Here is your first look at the editorial content for the upcoming November/December issue of BioPhotonics.
Two-Photon Imaging and Neuropsychiatric Disease
Since its introduction to neuroscience, two-photon imaging has been used to image synaptic connections in living animals. The formation of synapses, their solidification, and disappearance forms one fundamental aspect of how intact brain circuits learn, memorize, and forget. Synaptic-scale two-photon imaging has also brought to light key mechanisms underlying neuropsychiatric diseases such as epilepsy, multiple sclerosis, or schizophrenia. Recent synaptic imaging in mice during prolonged anesthesia highlights once again, how two-photon microscopy may help to connect the dots and drive paradigm shifts in patient care, in this case, intensive care medicine. It’s long known that prolonged anesthesia often leads to cognitive deficits in ICU survivors of all ages, but it was only now shown that widespread synaptic changes may play a key role in it. More research in this direction will drive standardized, individually tailored anesthetic regimens in intensive care, and push adjuvant therapies to maintain brain structure and function during prolonged anesthesia.
NIR Spectroscopy and Stroke Detection
In most cases, near-infrared wavelengths are used due to their ability to partially transmit through biological tissues. Experiments utilizing conventional absorption have been developed to monitor relative concentrations of Hemoglobin, which can be correlated to brain activity. Time-resolved modalities have been developed to monitor flow dynamics and to determine absolute oxygen concentrations.
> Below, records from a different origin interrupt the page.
impl ToolOutput {
    pub fn to_event(&self) -> StreamEvent {
        StreamEvent::PluginResult {
            plugin_name: self.execution.plugin_name.clone(),
            files: self.files.clone(),
            checksum: self.checksum.clone(),
        }
    }
}

pub struct SandboxExecutor {
    registry: Arc<PluginRegistry>,
    config: SandboxConfig,
    recorder: Option<SharedRecorder>,
}

impl SandboxExecutor {
    pub fn new(registry: Arc<PluginRegistry>, config: SandboxConfig) -> Self {
        Self {
            registry,
            config,
            recorder: None,
        }
    }

    /// Persist an execution record for every tool call
    pub fn with_recorder(mut self, recorder: SharedRecorder) -> Self {
        self.recorder = Some(recorder);
        self
    }

    pub fn registry(&self) -> &Arc<PluginRegistry> {
        &self.registry
    }

    /// Run a named tool against `files`
    #[instrument(skip(self, files), fields(files = files.len()))]
    pub async fn execute(&self, tool_name: &str, files: &FileSet) -> Result<ToolOutput> {
        let tool = self
            .registry
            .get(tool_name)
            .ok_or_else(|| VerigenError::UnknownTool(tool_name.to_string()))?;
        if !tool.manifest.enabled {
            return Err(VerigenError::sandbox_failed(tool_name, "tool is disabled"));
        }

        let started_at = Utc::now();
        let result = invoke_tool(&tool, files, &self.config).await;

        let execution = match &result {
            Ok(outputs) => PluginExecution::succeeded(
                tool_name,
                started_at,
                files.clone(),
                outputs.clone(),
                outputs.digest(),
            ),
            Err(e) => PluginExecution::failed(tool_name, started_at, files.clone(), e.to_string()),
        };
        self.record(&execution).await;

        let outputs = result?;
        info!(
            "Tool {} produced {} files in {}ms",
            tool_name,
            outputs.len(),
            execution.duration_ms
        );

        Ok(ToolOutput {
            checksums: file_checksums(&outputs),
            checksum: execution.checksum.clone(),
            files: outputs,
            execution,
        })
    }

    async fn record(&self, execution: &PluginExecution) {
        if let Some(recorder) = &self.recorder
            && let Err(e) = recorder.record_plugin_execution(execution).await
        {
            warn!("Failed to record execution of {}: {}", execution.plugin_name, e);
        }
    }
}

#[async_trait]
impl TestRunner for SandboxExecutor {
    async fn run_tests(&self, files: &FileSet, tests: &FileSet) -> Result<VerificationResult> {
        let Some(command) = &self.config.test_command else {
            debug!("No test command configured; simulating {} test files", tests.len());
            return Ok(simulate(tests));
        };

        let started = Instant::now();
        let workspace = Workspace::create()?;
        let all = files.union(tests);
        workspace.materialize(&all)?;
        if self.config.write_runner_config {
            write_runner_config(&workspace, &all)?;
        }

        let limit = Duration::from_secs(self.config.test_timeout_secs);
        let output = run_command(CommandSpec {
            tool: "test-runner",
            argv: command,
            cwd: workspace.path(),
            envs: vec![("VERIGEN_WORKSPACE", workspace.path().display().to_string())],
            limit,
            max_output_bytes: self.config.max_output_bytes,
        })
        .await;

        let elapsed = started.elapsed().as_millis() as u64;
        match output {
            Ok(out) => Ok(parse_test_output(&out.stdout, &out.stderr, out.success).with_duration_ms(elapsed)),
            Err(VerigenError::SandboxTimeout { .. }) => {
                warn!("Test run exceeded {:?}", limit);
                Ok(VerificationResult::timeout().with_duration_ms(elapsed))
            }
            Err(e) => Err(e),
        }
    }

    fn name(&self) -> &str {
        match self.config.test_command {
            Some(_) => "command",
            None => "simulated",
        }
    }
}

/// Run one tool without touching the registry or recorder. Plugin install
/// uses this for its self-test before the tool is visible to callers.
pub(crate) async fn invoke_tool(tool: &Tool, files: &FileSet, config: &SandboxConfig) -> Result<FileSet> {
    files.validate_paths()?;

    let manifest = &tool.manifest;
    match tool.kind {
        ToolKind::Builtin(builtin) => Ok(builtin.apply(files)),
        ToolKind::Command => {
            let workspace = Workspace::create()?;
            workspace.materialize(files)?;

            let argv = expand_argv(&manifest.command, manifest.directory.as_deref(), files);
            let mut envs = vec![("VERIGEN_WORKSPACE", workspace.path().display().to_string())];
            if let Some(dir) = &manifest.directory {
                envs.push(("VERIGEN_PLUGIN_DIR", dir.display().to_string()));
            }
            let limit = manifest
                .timeout_ms
                .map(Duration::from_millis)
                .unwrap_or_else(|| Duration::from_secs(config.tool_timeout_secs));

            let output = run_command(CommandSpec {
                tool: &manifest.name,
                argv: &argv,
                cwd: workspace.path(),
                envs,
                limit,
                max_output_bytes: config.max_output_bytes,
            })
            .await?;

            if !output.success {
                return Err(VerigenError::sandbox_failed(&manifest.name, output.failure_message()));
            }
            workspace.collect()
        }
    }
}

/// Expand `{files}` and resolve a path-like program against the plugin
/// directory. Bare program names are left for `PATH` lookup.
fn expand_argv(command: &[String], plugin_dir: Option<&Path>, files: &FileSet) -> Vec<String> {
    let mut argv = Vec::with_capacity(command.len() + files.len());
    for (i, arg) in command.iter().enumerate() {
        if arg == FILES_PLACEHOLDER {
            argv.extend(files.paths().map(str::to_string));
            continue;
        }
        match plugin_dir {
            Some(dir) if i == 0 && arg.contains('/') && Path::new(arg).is_relative() => {
                argv.push(dir.join(arg).display().to_string());
            }
            _ => argv.push(arg.clone()),
        }
    }
    argv
}

/// Per-file SHA-256 of content
pub fn file_checksums(files: &FileSet) -> BTreeMap<String, String> {
    files
        .iter()
        .map(|(path, content)| (path.to_string(), hex::encode(Sha256::digest(content.as_bytes()))))
        .collect()
}

#[cfg(test)]
mod tests {
    use super::*;
    use crate::config::{PluginsConfig, SandboxConfig};
    use crate::storage::Database;
    use crate::types::PluginManifest;

    fn registry() -> Arc<PluginRegistry> {
        let registry = PluginRegistry::new(PluginsConfig::default(), SandboxConfig::default(), None);
        registry.register_builtins();
        Arc::new(registry)
    }

    fn command_manifest(name: &str, command: &[&str]) -> PluginManifest {
        let mut manifest = BuiltinTool::Passthrough.manifest();
        manifest.name = name.to_string();
        manifest.command = command.iter().map(|s| s.to_string()).collect();
        manifest.verified = false;
        manifest
    }

    #[tokio::test]
    async fn test_execute_builtin_with_checksums() {
        let executor = SandboxExecutor::new(registry(), SandboxConfig::default());
        let files = FileSet::single("src/a.ts", "var x = 1;");
        let out = executor.execute("eslint", &files).await.unwrap();

        assert_eq!(out.files.get("src/a.ts"), Some("const x = 1;"));
        assert_eq!(out.checksum, out.files.digest());
        assert_eq!(out.checksums.len(), 1);
        assert_eq!(out.checksums["src/a.ts"].len(), 64);
        assert!(out.execution.success);
    }

    #[tokio::test]
    async fn test_unknown_tool() {
        let executor = SandboxExecutor::new(registry(), SandboxConfig::default());
        let err = executor.execute("gofmt", &FileSet::new()).await.unwrap_err();
        assert!(matches!(err, VerigenError::UnknownTool(_)));
    }

    #[tokio::test]
    async fn test_rejects_escaping_paths() {
        let executor = SandboxExecutor::new(registry(), SandboxConfig::default());
        let files = FileSet::single("/etc/passwd", "x");
        let err = executor.execute("passthrough", &files).await.unwrap_err();
        assert!(matches!(err, VerigenError::InvalidPath { .. }));
    }

    #[tokio::test]
    async fn test_executions_are_recorded() {
        let db = Arc::new(Database::open_in_memory().unwrap());
        db.initialize().unwrap();
        let executor =
            SandboxExecutor::new(registry(), SandboxConfig::default()).with_recorder(db.clone());
        executor
            .execute("prettier", &FileSet::single("a.ts", "a;"))
            .await
            .unwrap();
        let _ = executor.execute("missing", &FileSet::new()).await;

        let records = db.list_plugin_executions("prettier", 10).unwrap();
        assert_eq!(records.len(), 1);
        assert!(records[0].success);
    }

    #[test]
    fn test_expand_argv() {
        let files: FileSet = [
            ("a.ts".to_string(), String::new()),
            ("b.ts".to_string(), String::new()),
        ]
        .into_iter()
        .collect();
        let command: Vec<String> = ["bin/fmt", "--write", "{files}"].iter().map(|s| s.to_string()).collect();

        let argv = expand_argv(&command, Some(Path::new("/plugins/fmt")), &files);
        assert_eq!(argv, vec!["/plugins/fmt/bin/fmt", "--write", "a.ts", "b.ts"]);

        let argv = expand_argv(&command[1..], Some(Path::new("/plugins/fmt")), &files);
        assert_eq!(argv, vec!["--write", "a.ts", "b.ts"]);
    }

    #[tokio::test]
    async fn test_simulated_runner_when_no_command() {
        let executor = SandboxExecutor::new(registry(), SandboxConfig::default());
        let tests = FileSet::single("a.test.ts", "it('works', () => {});");
        let result = executor.run_tests(&FileSet::new(), &tests).await.unwrap();
        assert!(result.passed());
        assert_eq!(executor.name(), "simulated");
    }

    #[cfg(unix)]
    mod unix {
        use super::*;

        #[tokio::test]
        async fn test_concurrent_executions_are_isolated() {
            let registry = registry();
            registry
                .register_manifest(command_manifest(
                    "copy",
                    &["sh", "-c", "sleep 0.2; cat input.txt > output.txt"],
                ))
                .await
                .unwrap();
            let executor = Arc::new(SandboxExecutor::new(registry, SandboxConfig::default()));

            let handles: Vec<_> = (0..4)
                .map(|i| {
                    let executor = executor.clone();
                    tokio::spawn(async move {
                        let files = FileSet::single("input.txt", format!("call-{}", i));
                        (i, executor.execute("copy", &files).await)
                    })
                })
                .collect();

            for handle in handles {
                let (i, result) = handle.await.unwrap();
                let out = result.unwrap();
                assert_eq!(out.files.get("input.txt"), Some(format!("call-{}", i).as_str()));
                assert_eq!(out.files.get("output.txt"), Some(format!("call-{}", i).as_str()));
            }
        }

        #[tokio::test]
        async fn test_failing_plugin_surfaces_execution_error() {
            let registry = registry();
            registry
                .register_manifest(command_manifest("broken", &["sh", "-c", "echo nope >&2; exit 1"]))
                .await
                .unwrap();
            let executor = SandboxExecutor::new(registry, SandboxConfig::default());
            let err = executor.execute("broken", &FileSet::new()).await.unwrap_err();
            match err {
                VerigenError::SandboxExecutionFailed { tool, message } => {
                    assert_eq!(tool, "broken");
                    assert_eq!(message, "nope");
                }
                other => panic!("unexpected error: {other}"),
            }
        }

        #[tokio::test]
        async fn test_plugin_timeout() {
            let registry = registry();
            let mut manifest = command_manifest("slow", &["sleep", "5"]);
            manifest.timeout_ms = Some(50);
            registry.register_manifest(manifest).await.unwrap();
            let executor = SandboxExecutor::new(registry, SandboxConfig::default());
            let err = executor.execute("slow", &FileSet::new()).await.unwrap_err();
            assert!(matches!(err, VerigenError::SandboxTimeout { .. }));
        }

        #[tokio::test]
        async fn test_command_runner_parses_output() {
            let config = SandboxConfig {
                test_command: Some(vec![
                    "sh".to_string(),
                    "-c".to_string(),
                    "test -f vitest.config.ts && echo 'ok 1 - renders' && echo 'not ok 2 - clicks'".to_string(),
                ]),
                ..SandboxConfig::default()
            };
            let executor = SandboxExecutor::new(registry(), config);
            let result = executor
                .run_tests(&FileSet::single("src/a.ts", "x"), &FileSet::single("src/a.test.ts", "y"))
                .await
                .unwrap();
            assert_eq!(result.passed_count(), 1);
            assert_eq!(result.failed_count(), 1);
        }

        #[tokio::test]
        async fn test_command_runner_timeout_is_a_failing_result() {
            let config = SandboxConfig {
                test_command: Some(vec!["sleep".to_string(), "5".to_string()]),
                test_timeout_secs: 1,
                write_runner_config: false,
                ..SandboxConfig::default()
            };
            let executor = SandboxExecutor::new(registry(), config);
            let result = executor.run_tests(&FileSet::new(), &FileSet::new()).await.unwrap();
            assert!(!result.passed());
            assert!(result.timed_out());
            assert_eq!(result.diagnostics(), "timeout");
        }
    }
}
These measurements can be used to track recovery times following a stroke. To elucidate structural information, ultrafast lasers are being used to collect images deep into brain tissue. Because of their short pulse duration, dynamical information can be simultaneously collected including blood flow and recovery in real-time. In this manuscript, a presentation of several experiments is discussed with particular focus on the different laser technologies used to facilitate these results.
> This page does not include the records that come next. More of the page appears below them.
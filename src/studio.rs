//! Studio Facade
//!
//! Caller-facing entry point wiring the pipeline, sandbox, plugin registry
//! and run store together. Transports (the CLI, or a server) talk only to
//! [`Studio`].

use std::collections::BTreeSet;
use std::sync::Arc;

use dashmap::DashMap;
use tokio_util::sync::CancellationToken;
use tracing::{debug, info};

use crate::ai::{SharedEngine, create_engine};
use crate::config::Config;
use crate::pipeline::{EventSink, GenerationPipeline, RunHandle};
use crate::plugins::{PluginRegistry, SharedRegistry};
use crate::sandbox::{SandboxExecutor, ToolOutput};
use crate::storage::{Database, RunSummary, SharedDatabase, SharedRecorder};
use crate::types::{FileSet, PluginManifest, Result, Run, RunRequest, ToolInfo, VerigenError};

pub struct Studio {
    pipeline: Arc<GenerationPipeline>,
    executor: Arc<SandboxExecutor>,
    registry: SharedRegistry,
    db: SharedDatabase,
    active: Arc<DashMap<String, CancellationToken>>,
}

impl Studio {
    /// Open storage, load the plugin catalog and build the engine from
    /// configuration
    pub async fn open(config: &Config) -> Result<Self> {
        config.validate()?;
        let db = Database::open(&config.storage.database)?;
        db.initialize()?;
        let db: SharedDatabase = Arc::new(db);
        let engine = create_engine(&config.llm)?;
        Self::with_engine(config, engine, db).await
    }

    /// Build around an existing engine and database
    pub async fn with_engine(config: &Config, engine: SharedEngine, db: SharedDatabase) -> Result<Self> {
        let registry = Arc::new(PluginRegistry::new(
            config.plugins.clone(),
            config.sandbox.clone(),
            Some(db.clone()),
        ));
        registry.load().await?;

        let recorder: SharedRecorder = db.clone();
        let executor = Arc::new(
            SandboxExecutor::new(registry.clone(), config.sandbox.clone()).with_recorder(recorder.clone()),
        );
        let pipeline = Arc::new(
            GenerationPipeline::new(engine, executor.clone(), config.pipeline.clone()).with_recorder(recorder),
        );

        info!("Studio ready: {} tools in catalog", registry.len());
        Ok(Self {
            pipeline,
            executor,
            registry,
            db,
            active: Arc::new(DashMap::new()),
        })
    }

    // =========================================================================
    // Runs
    // =========================================================================

    /// Start a run in the background
    pub fn start_run(&self, request: RunRequest) -> RunHandle {
        let (sink, events) = EventSink::channel();
        let cancel = CancellationToken::new();
        let run = self.pipeline.new_run(&request);
        let run_id = run.id.clone();
        self.active.insert(run_id.clone(), cancel.clone());

        let pipeline = self.pipeline.clone();
        let active = self.active.clone();
        let token = cancel.clone();
        let join = tokio::spawn(async move {
            let run = pipeline.execute_run(run, sink, token).await;
            active.remove(&run.id);
            run
        });

        RunHandle {
            run_id,
            events,
            cancel,
            join,
        }
    }

    /// Cancel an in-flight run. Returns false when the run is not active.
    pub fn cancel_run(&self, run_id: &str) -> bool {
        match self.active.get(run_id) {
            Some(token) => {
                debug!("Cancelling run {}", run_id);
                token.cancel();
                true
            }
            None => false,
        }
    }

    pub fn active_runs(&self) -> Vec<String> {
        self.active.iter().map(|e| e.key().clone()).collect()
    }

    pub fn get_run(&self, run_id: &str) -> Result<Run> {
        self.db
            .load_run(run_id)?
            .ok_or_else(|| VerigenError::RunNotFound(run_id.to_string()))
    }

    pub fn list_runs(&self, project_ref: Option<&str>, limit: usize) -> Result<Vec<RunSummary>> {
        self.db.list_runs(project_ref, limit)
    }

    // =========================================================================
    // Tools
    // =========================================================================

    pub fn tool_catalog(&self) -> Vec<ToolInfo> {
        self.registry.catalog()
    }

    pub async fn execute_tool(&self, name: &str, files: &FileSet) -> Result<ToolOutput> {
        self.executor.execute(name, files).await
    }

    pub fn find_tool(&self, goal: &str, input_kinds: &BTreeSet<String>) -> Option<ToolInfo> {
        self.registry.find_tool(goal, input_kinds)
    }

    pub async fn install_plugin(&self, source: &str) -> Result<PluginManifest> {
        self.registry.install_from_source(source).await
    }

    pub async fn remove_plugin(&self, name: &str) -> Result<()> {
        self.registry.remove(name).await
    }

    pub async fn set_plugin_enabled(&self, name: &str, enabled: bool) -> Result<()> {
        self.registry.set_enabled(name, enabled).await
    }

    /// Rescan plugin directories; returns the number of manifests registered
    pub async fn scan_plugins(&self) -> Result<usize> {
        self.registry.scan().await
    }

    pub fn database(&self) -> &SharedDatabase {
        &self.db
    }
}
Fluorescence Lifetime Imaging and Glioblastoma Detection
Glioblastoma multiforme (GBM) is the most aggressive form of brain cancer. Despite its very poor prognosis, accurate tumor resection has been directly linked to elongated survival rates. During craniotomy procedures to perform tumor resection, neurosurgeons need to find a fine balance between aggressive resection of the tumor and the surrounding tissue while preserving the neurological activities of the brain. GBM tumors do not have a well-defined border. Instead, they are characterized by a highly infiltrative edge into the surrounding tissue, or peritumoral region. This peritumoral region harbors tumor cells and other cancer-associated molecular markers infiltrated within viable brain tissue. There is a need to identify and characterize the infiltrative edges of GBM tumors in vivo to avoid recurrence and improve the patient’s prognosis. Fluorescence lifetime imaging (FLIm) is an optical technique well-suited to interrogate tissues in vivo. By measuring the time-resolved fluorescence properties of tissue without the need of additional contrast agents, FLIm can distinguish different tissue types including cortex, white matter, tumor masses, and the infiltrative edges in GBM patients. Ongoing clinical studies will demonstrate the efficacy of optical techniques such as FLIm as an intraoperative tool for neurosurgeons to improve tumor resection strategies and ultimately impact the survival rate of GBM patients.
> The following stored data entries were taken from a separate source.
//! Offline Engine
//!
//! Engine that never produces output. Every stage falls back to its
//! deterministic default, which makes the whole pipeline runnable without
//! network access or credentials.

use async_trait::async_trait;

use super::CompletionEngine;
use crate::types::{ErrorCategory, LlmError, Result};

#[derive(Debug, Default, Clone, Copy)]
pub struct OfflineEngine;

impl OfflineEngine {
    pub fn new() -> Self {
        Self
    }
}

#[async_trait]
impl CompletionEngine for OfflineEngine {
    async fn generate(&self, _system: &str, _user: &str, _max_tokens: usize) -> Result<String> {
        Err(LlmError::with_provider(
            ErrorCategory::Unavailable,
            "completion engine is offline",
            "offline",
        )
        .into())
    }

    fn name(&self) -> &str {
        "offline"
    }

    fn model(&self) -> &str {
        "none"
    }
}

#[cfg(test)]
mod tests {
    use super::*;
    use crate::types::VerigenError;

    #[tokio::test]
    async fn test_offline_is_unavailable() {
        let err = OfflineEngine.generate("s", "u", 10).await.unwrap_err();
        match err {
            VerigenError::Llm(e) => {
                assert_eq!(e.category, ErrorCategory::Unavailable);
                assert!(!e.is_retryable());
            }
            other => panic!("unexpected error: {other}"),
        }
    }

    #[tokio::test]
    async fn test_offline_stream_is_unavailable() {
        assert!(OfflineEngine.generate_stream("s", "u", 10).await.is_err());
    }
}
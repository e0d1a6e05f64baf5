//! Engine Output Extraction
//!
//! - `json`: contract JSON recovery from prose, fences and truncated output
//! - `blocks`: fenced `// filename:` file blocks, batch or incremental

mod blocks;
mod json;

pub use blocks::{FileBlockParser, ParsedFile, parse_file_blocks};
pub use json::{JsonRepairer, extract_json};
Lasers and Epilepsy Treatment
In a survey conducted by SUNY Downstate Medical Center some years ago, more than half of epilepsy patients said they would not consider brain surgery even if it cured them; and today neurosurgeons say much hesitancy remains. But while the most common treatments for epilepsy remain potent medication and invasive resection surgery (following craniotomy), lasers are shining the light on a potentially safer and lasting alternative. MRI-guided laser interstitial thermal therapy, where a laser-based system such as VISUALASE (distributed by Medtronic) heats and ablates the cells propagating seizures, has been shown in a multi-institutional study to dramatically improve patients outcomes on the Engel scale, even for those for whom drug therapy is not effective. And researchers at Cornell University used a Ti:sapphire laser to generate pulses that blocked seizure propagation in the neocortex in rats – all while not severing other key brain messaging, such as that involving tail movement. As probes guided by imaging technology have improved the precision of laser treatment, the day may arrive where laser treatment of epilepsy can swiftly profoundly improve quality of life, much as deep brain stimulation has done for those with various motor-related disabilities.